Azure Direct Models

Azure Direct Models are hosted and exposed by Microsoft Foundry. You call them via the Foundry inference APIs using Microsoft Entra ID–based authentication, instead of Azure OpenAI–specific APIs. This page explains how to switch GPT-RAG’s default inference model (currently, gpt-4o) to a different model.

With Azure Direct Models, you can use non–Azure OpenAI models (for example, Mistral, DeepSeek, Grok, etc.) from Azure, while standardizing on Foundry inference APIs and Entra ID authentication.

How to find which models you can use

Model availability depends on what’s enabled for your tenant, subscription, and region. The easiest way to see what you can use is the Foundry Model Catalog. In the catalog, select the Direct from Azure collection to focus on Azure Direct models.

Microsoft Foundry catalog - Direct from Azure

Switch chat model

GPT-RAG provisions with a default model (currently, gpt-4o). Most commonly, you change the model at provisioning time. If the solution is already deployed, you can switch the chat model by updating the runtime configuration.

Provisioning time

Before you run azd provision, set the model in the infra/main.parameters.json file (this file is used by the infrastructure provisioning step).

In infra/main.parameters.json, update the model section.

Example (default)

"model": {
  "format": "OpenAI",
  "name": "gpt-4o",
  "version": "2024-11-20"
}

Example (Grok)

Change format, name, and version to match the model you selected in the catalog.

"model": {
  "format": "xAI",
  "name": "grok-4-fast-non-reasoning",
  "version": "1"
}

Models tested

I tested the end-to-end flow with these models (non-exhaustive list): DeepSeek-V3.1, DeepSeek-V3-0324, mistral-small-2503, grok-4-fast-non-reasoning, and grok-4.

Note: available names/versions can change over time. Treat the Microsoft Foundry model catalog (collection Direct from Azure) as the source of truth.

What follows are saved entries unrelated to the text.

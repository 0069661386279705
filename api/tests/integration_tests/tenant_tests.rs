//! Integration tests for tenant management.
//!
//! Tests cover:
//! - Creation, duplicates and validation errors
//! - Reads through the cache
//! - Updates and cache invalidation
//! - Users and statistics
//! - Rejected request bodies

use axum::http::StatusCode;
use serde_json::json;

use super::common::{get, patch_json, post_json, post_raw, tenant_payload, test_app};

#[tokio::test]
async fn test_create_tenant() {
    let (app, state) = test_app();

    let (status, response) = post_json(app, "/api/v1/tenants", tenant_payload("acme")).await;
    assert_eq!(status, StatusCode::CREATED);
    assert_eq!(response["name"], "acme");
    assert_eq!(response["plan"], "professional");
    assert_eq!(response["status"], "active");

    assert!(state.cache().exists("tenant:acme"));
}

#[tokio::test]
async fn test_create_duplicate_tenant_returns_409() {
    let (app, _state) = test_app();

    let (status, _) = post_json(app.clone(), "/api/v1/tenants", tenant_payload("acme")).await;
    assert_eq!(status, StatusCode::CREATED);

    let (status, response) = post_json(app, "/api/v1/tenants", tenant_payload("acme")).await;
    assert_eq!(status, StatusCode::CONFLICT);
    assert_eq!(response["error"], "already_exists");
}

#[tokio::test]
async fn test_create_invalid_tenant_returns_400() {
    let (app, _state) = test_app();

    let mut payload = tenant_payload("acme");
    payload["admin_email"] = json!("not-an-email");

    let (status, response) = post_json(app, "/api/v1/tenants", payload).await;
    assert_eq!(status, StatusCode::BAD_REQUEST);
    assert_eq!(response["error"], "validation_error");
    assert!(response["message"]
        .as_str()
        .unwrap()
        .contains("Invalid admin email"));
}

#[tokio::test]
async fn test_get_tenant() {
    let (app, state) = test_app();
    post_json(app.clone(), "/api/v1/tenants", tenant_payload("acme")).await;

    // Force a repository read
    state.cache().delete("tenant:acme");

    let (status, response) = get(app.clone(), "/api/v1/tenants/acme").await;
    assert_eq!(status, StatusCode::OK);
    assert_eq!(response["display_name"], "acme council");
    assert!(state.cache().exists("tenant:acme"));

    let (status, response) = get(app, "/api/v1/tenants/ghost").await;
    assert_eq!(status, StatusCode::NOT_FOUND);
    assert_eq!(response["error"], "not_found");
}

#[tokio::test]
async fn test_update_tenant() {
    let (app, state) = test_app();
    post_json(app.clone(), "/api/v1/tenants", tenant_payload("acme")).await;

    let (status, response) = patch_json(
        app.clone(),
        "/api/v1/tenants/acme",
        json!({"plan": "enterprise", "status": "suspended"}),
    )
    .await;
    assert_eq!(status, StatusCode::OK);
    assert_eq!(response["plan"], "enterprise");
    assert_eq!(response["status"], "suspended");
    assert!(!state.cache().exists("tenant:acme"));

    let (_, response) = get(app, "/api/v1/tenants/acme").await;
    assert_eq!(response["plan"], "enterprise");
}

#[tokio::test]
async fn test_update_tenant_errors() {
    let (app, _state) = test_app();
    post_json(app.clone(), "/api/v1/tenants", tenant_payload("acme")).await;

    let (status, _) = patch_json(app.clone(), "/api/v1/tenants/acme", json!({})).await;
    assert_eq!(status, StatusCode::BAD_REQUEST);

    let (status, _) = patch_json(
        app.clone(),
        "/api/v1/tenants/acme",
        json!({"admin_email": "broken"}),
    )
    .await;
    assert_eq!(status, StatusCode::BAD_REQUEST);

    let (status, _) = patch_json(
        app,
        "/api/v1/tenants/ghost",
        json!({"display_name": "Ghost Town"}),
    )
    .await;
    assert_eq!(status, StatusCode::NOT_FOUND);
}

#[tokio::test]
async fn test_tenant_users_and_stats() {
    let (app, _state) = test_app();
    post_json(app.clone(), "/api/v1/tenants", tenant_payload("acme")).await;

    let (status, users) = get(app.clone(), "/api/v1/tenants/acme/users").await;
    assert_eq!(status, StatusCode::OK);
    assert_eq!(users.as_array().unwrap().len(), 1);
    assert_eq!(users[0]["email"], "admin@acme.org");
    assert_eq!(users[0]["roles"][0], "Tenant Admin");

    let (status, stats) = get(app.clone(), "/api/v1/tenants/acme/stats").await;
    assert_eq!(status, StatusCode::OK);
    assert_eq!(stats["tenant"], "acme");
    assert_eq!(stats["user_count"], 1);
    assert_eq!(stats["plan"], "professional");

    let (status, _) = get(app, "/api/v1/tenants/ghost/stats").await;
    assert_eq!(status, StatusCode::NOT_FOUND);
}

#[tokio::test]
async fn test_create_tenant_missing_field_returns_400() {
    let (app, _state) = test_app();

    let (status, response) = post_json(
        app,
        "/api/v1/tenants",
        json!({"display_name": "x", "admin_email": "a@b.org"}),
    )
    .await;
    assert_eq!(status, StatusCode::BAD_REQUEST);
    assert_eq!(response["error"], "invalid_json");
    assert!(response["message"].as_str().unwrap().contains("name"));
}

#[tokio::test]
async fn test_create_tenant_malformed_json_returns_400() {
    let (app, _state) = test_app();

    let (status, response) = post_raw(app, "/api/v1/tenants", "{\"name\": ").await;
    assert_eq!(status, StatusCode::BAD_REQUEST);
    assert_eq!(response["error"], "invalid_json");
}

#[tokio::test]
async fn test_update_tenant_unknown_plan_returns_400() {
    let (app, _state) = test_app();
    post_json(app.clone(), "/api/v1/tenants", tenant_payload("acme")).await;

    let (status, response) =
        patch_json(app.clone(), "/api/v1/tenants/acme", json!({"plan": "platinum"})).await;
    assert_eq!(status, StatusCode::BAD_REQUEST);
    assert_eq!(response["error"], "invalid_json");

    let (_, tenant) = get(app, "/api/v1/tenants/acme").await;
    assert_eq!(tenant["plan"], "professional");
}

#[tokio::test]
async fn test_create_tenant_rejects_glob_characters_in_name() {
    let (app, _state) = test_app();

    let (status, response) = post_json(app, "/api/v1/tenants", tenant_payload("a[1]")).await;
    assert_eq!(status, StatusCode::BAD_REQUEST);
    assert_eq!(response["error"], "validation_error");
}

#[tokio::test]
async fn test_reused_admin_email_stays_with_first_tenant() {
    let (app, _state) = test_app();
    post_json(app.clone(), "/api/v1/tenants", tenant_payload("acme")).await;

    let mut globex = tenant_payload("globex");
    globex["admin_email"] = json!("admin@acme.org");
    let (status, _) = post_json(app.clone(), "/api/v1/tenants", globex).await;
    assert_eq!(status, StatusCode::CREATED);

    let (_, users) = get(app.clone(), "/api/v1/tenants/acme/users").await;
    assert_eq!(users.as_array().unwrap().len(), 1);
    let (_, stats) = get(app.clone(), "/api/v1/tenants/acme/stats").await;
    assert_eq!(stats["user_count"], 1);

    let (_, users) = get(app, "/api/v1/tenants/globex/users").await;
    assert!(users.as_array().unwrap().is_empty());
}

After the solution is deployed

If you already provisioned GPT-RAG (or you prefer managing models manually), you can still switch models. First, create/select the model deployment in Microsoft Foundry (Model catalog → Direct from Azure). Then take the deployment name you created/selected and set it as CHAT_DEPLOYMENT_NAME in Azure App Configuration. Finally, restart the orchestrator Container App so it picks up the new value.

Note on Bing Grounding citations: The Bing Grounding tool may emit placeholder markers like 【0:0†source】. With OpenAI and Azure OpenAI models, responses include url_citation annotations so GPT-RAG can render clickable links. With some Azure Direct models, these annotations may be missing; in that case, GPT-RAG strips the placeholder markers and no clickable citations are shown.